ANALISD.com, Kepri - “Di pusara para angkara, bertandan negeri menjadi peranan, pulau yang bagai manik permata, tenggelam karena pasirnya menjadi dollar Singapura,”

Begitu penggalan puisi yang disampaikan Rektor Universitas Maritim Raja Ali Haji (UMRAH) Provinsi Kepulauan Riau, Agung Dhamar Syakti saat memberikan sambutan dalam membuka acara diskusi publik bertajuk “Dampak Perubahan Iklim terhadap Pulau-pulau Kecil di Kepri”, di Kampus Umrah, Dompak, Tanjungpinang, Rabu, 16 Juni 2023.

Diskusi ini dilaksanakan atas kerjasama Kampus Umrah, Mongabay Indonesia dan Aliansi Jurnalis Independen (AJI) Tanjungpinang. Sekitar 50 orang hadir dari kalangan aktivis lingkungan, LSM lingkungan, pemerhati lingkungan hingga organisasi kemahasiswa yang antusias mengikuti diskusi ini.

Agung mengatakan, seluruh pulau-pulau kecil di Kepri rentan terdampak perubahan iklim akibat pemanasan global saat ini. “Melalui diskusi ini bersama-sama kita mengatasi dampak kerentanan pulau-pulau kecil terhadap perubahan iklim,” katanya.

Apalagi lanjutannya, perubahan iklim semakin diperparah akibat antropogenik (tindakan dan kelalaian manusia). “Termasuk penambangan pasir, atau dalam bahasa (pemerintah) pengelolaan hasil sedimentasi laut, padahal sama dengan pasir laut,” lanjutnya.

Dampak perubahan iklim sudah dirasakan oleh masyarakat Kepri, kata Agung.
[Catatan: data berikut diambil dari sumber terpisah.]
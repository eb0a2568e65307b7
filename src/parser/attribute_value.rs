//! `AttValue ::= '"' ([^<&"] | Reference)* '"' | "'" ([^<&'] | Reference)* "'"`

use super::{drive, ParseResult, ParserCore, ParserOption, Phase, TokenParser};
use crate::buffer::ParsingBuffer;
use crate::escape::unescape;
use crate::model::QuoteStyle;
use crate::validator::{is_char, is_whitespace};

#[derive(Debug, Clone, Copy, PartialEq, Eq)]
enum State {
    ReadingQuote,
    ReadingValue,
}

/// Reads a quoted attribute value, closing quote included.
///
/// References are decoded; an unknown or malformed reference fails the
/// value with `&` as the termination character.
#[derive(Debug, Clone)]
pub struct AttributeValueParser {
    core: ParserCore,
    phase: Phase<State>,
    quote: QuoteStyle,
    value: String,
}

impl Default for AttributeValueParser {
    fn default() -> Self {
        Self::new()
    }
}

impl AttributeValueParser {
    /// Creates an uninitialized attribute value parser.
    pub fn new() -> Self {
        Self {
            core: ParserCore::default(),
            phase: Phase::Scanning(State::ReadingQuote),
            quote: QuoteStyle::default(),
            value: String::new(),
        }
    }

    /// The decoded value.
    #[inline]
    pub fn value(&self) -> &str {
        &self.value
    }

    /// Moves the decoded value out.
    #[inline]
    pub fn take_value(&mut self) -> String {
        std::mem::take(&mut self.value)
    }

    /// The quote character the value was delimited by.
    #[inline]
    pub fn quote_style(&self) -> QuoteStyle {
        self.quote
    }

    fn execute(&mut self, state: State, buffer: &mut ParsingBuffer) -> Phase<State> {
        match state {
            State::ReadingQuote => self.read_quote(buffer),
            State::ReadingValue => self.read_value(buffer),
        }
    }

    fn read_quote(&mut self, buffer: &mut ParsingBuffer) -> Phase<State> {
        while let Some(c) = buffer.current_char() {
            if let Some(quote) = QuoteStyle::from_char(c) {
                self.quote = quote;
                buffer.increment_position();
                buffer.erase_to_current_position();
                return Phase::Scanning(State::ReadingValue);
            }
            if is_whitespace(c) && self.core.option() == ParserOption::IgnoreLeadingWhitespace {
                buffer.increment_position();
                buffer.erase_to_current_position();
                continue;
            }
            return Phase::Failed(Some(c));
        }
        Phase::Scanning(State::ReadingQuote)
    }

    fn read_value(&mut self, buffer: &mut ParsingBuffer) -> Phase<State> {
        let quote = self.quote.as_char();
        while let Some(c) = buffer.current_char() {
            if c == quote {
                let raw = buffer.substring(0, buffer.current_position());
                buffer.increment_position();
                buffer.erase_to_current_position();
                return match unescape(&raw) {
                    Ok(value) => {
                        self.value = value.into_owned();
                        Phase::Finished
                    }
                    Err(_) => Phase::Failed(Some('&')),
                };
            }
            if c == '<' || !is_char(c) {
                return Phase::Failed(Some(c));
            }
            buffer.increment_position();
        }
        Phase::Scanning(State::ReadingValue)
    }
}

impl TokenParser for AttributeValueParser {
    fn production(&self) -> &'static str {
        "attribute value"
    }

    fn core(&self) -> &ParserCore {
        &self.core
    }

    fn core_mut(&mut self) -> &mut ParserCore {
        &mut self.core
    }

    fn reset(&mut self) {
        self.phase = Phase::Scanning(State::ReadingQuote);
        self.quote = QuoteStyle::default();
        self.value.clear();
    }

    fn accepts_option(&self, _option: ParserOption) -> bool {
        true
    }

    fn step(&mut self, buffer: &mut ParsingBuffer) -> ParseResult {
        let mut phase = self.phase;
        let result = drive(&mut phase, |state| self.execute(state, buffer));
        self.phase = phase;
        result
    }
}

#[cfg(test)]
mod tests {
    use super::*;
    use crate::parser::test_support::feed;

    fn parse_value(input: &str) -> (ParseResult, AttributeValueParser, ParsingBuffer) {
        let mut buffer = ParsingBuffer::new();
        let mut parser = AttributeValueParser::new();
        parser.initialize(&mut buffer, ParserOption::IgnoreLeadingWhitespace).unwrap();
        buffer.append(input);
        let result = parser.parse(&mut buffer);
        (result, parser, buffer)
    }

    #[test]
    fn test_double_quoted() {
        let (result, parser, buffer) = parse_value("\"1\"/>");
        assert_eq!(result, ParseResult::Success);
        assert_eq!(parser.value(), "1");
        assert_eq!(parser.quote_style(), QuoteStyle::Double);
        assert_eq!(buffer.current_char(), Some('/'));
    }

    #[test]
    fn test_single_quoted_keeps_other_quote() {
        let (result, parser, _) = parse_value("  'say \"hi\"'>");
        assert_eq!(result, ParseResult::Success);
        assert_eq!(parser.value(), "say \"hi\"");
        assert_eq!(parser.quote_style(), QuoteStyle::Single);
    }

    #[test]
    fn test_references_decoded() {
        let (result, parser, _) = parse_value("\"a &lt; b &amp;&#x41;\"");
        assert_eq!(result, ParseResult::Success);
        assert_eq!(parser.value(), "a < b &A");
    }

    #[test]
    fn test_empty_value() {
        let (result, parser, _) = parse_value("''");
        assert_eq!(result, ParseResult::Success);
        assert_eq!(parser.value(), "");
    }

    #[test]
    fn test_unquoted_rejected() {
        let (result, _, _) = parse_value("value");
        assert_eq!(result, ParseResult::Error(Some('v')));
    }

    #[test]
    fn test_lt_rejected() {
        let (result, _, _) = parse_value("\"a<b\"");
        assert_eq!(result, ParseResult::Error(Some('<')));
    }

    #[test]
    fn test_bad_reference_rejected() {
        let (result, _, _) = parse_value("\"a & b\"");
        assert_eq!(result, ParseResult::Error(Some('&')));
    }

    #[test]
    fn test_option_none_rejects_whitespace() {
        let mut buffer = ParsingBuffer::new();
        let mut parser = AttributeValueParser::new();
        parser.initialize(&mut buffer, ParserOption::None).unwrap();
        buffer.append(" '1'");
        assert_eq!(parser.parse(&mut buffer), ParseResult::Error(Some(' ')));
    }

    #[test]
    fn test_split_anywhere() {
        let input = " 'x &amp; y'>";
        for chunk in 1..input.len() {
            let mut buffer = ParsingBuffer::new();
            let mut parser = AttributeValueParser::new();
            parser.initialize(&mut buffer, ParserOption::IgnoreLeadingWhitespace).unwrap();
            assert_eq!(feed(&mut parser, &mut buffer, input, chunk), ParseResult::Success);
            assert_eq!(parser.value(), "x & y");
        }
    }
}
Misalnya semakin seringnya terjadi cuaca ekstrem, sea level rise atau kenaikan permukaan laut yang disebabkan berubahnya ekosistem mangrove di Kepri. “Mahasiswa yang hadir dalam diskusi ini juga kita harapkan menjadi agen perubahan, memviralkan dampak perubahan iklim,” katanya.

Setelah sampaikan sambutan Agung secara resmi membuka diskusi sekaligus menandatangani kerjasama antara UMRAH dengan Mongabay Indonesia. Kerjasama difokuskan dalam memberikan pengetahuan kepada masyarakat terkait kampanye menjaga lingkungan.

Mangrove, Benteng Pesisir Kepri yang Rusak

Diskusi Publik ini mendatangkan dua pemantik yaitu Ketua Pusat Penelitian Sumberdaya Pesisir dan Lautan (PPSPL) UMRAH Wahyudin dan Program Manager Mongabay Indonesia Ridzki R. Sigit. Kedua pemateri memberikan pemahaman perubahan iklim sudah nyata di depan mata.

Perubahan iklim terjadi akibat gas rumah kaca (GRK) karena emisi CO2 yang berlebihan di atmosfer. Pasalnya semakin banyak terjadi deforestasi hutan tropis maupun mangrove yang berfungsi mempercepat naiknya CO2 ke atmosfer.

Fakta di lapangan, kata Wahyudin, dampak perubahan iklim itu sudah terjadi di Kepri, mulai dari abrasi yang disebabkan gelombang laut tinggi, kenaikan air laut, dan berbagai macam dampak lainnya. “Manusia harus mampu beradaptasi terhadapan perubahan apapun, kalau tidak bisa gugur,” katanya.

Mitigasi perubahan iklim sangat perlu dilakukan masyarakat untuk menghadapi perubahan iklim saat ini. Perubahan iklim tidak hanya disebabkan oleh alam tetapi juga ulah tangan manusia. Kerusakan mangrove menjadi pendorong perubahan iklim terjadi.

Contohnya saja kondisi mangrove di Kota Batam yang semakin hari, semakin berkurang. Total luasan mangrove di Pulau Batam hanya tinggal 100 hektar. “Bagian utara pulau Batam, mangrovenya sudah habis, bagian selatan hanya tinggal beberapa. Data mangrove di Batam terlihat luas karena ditolong oleh mangrove yang ada di Pulau Rempang dan Pulau Galang,” katanya.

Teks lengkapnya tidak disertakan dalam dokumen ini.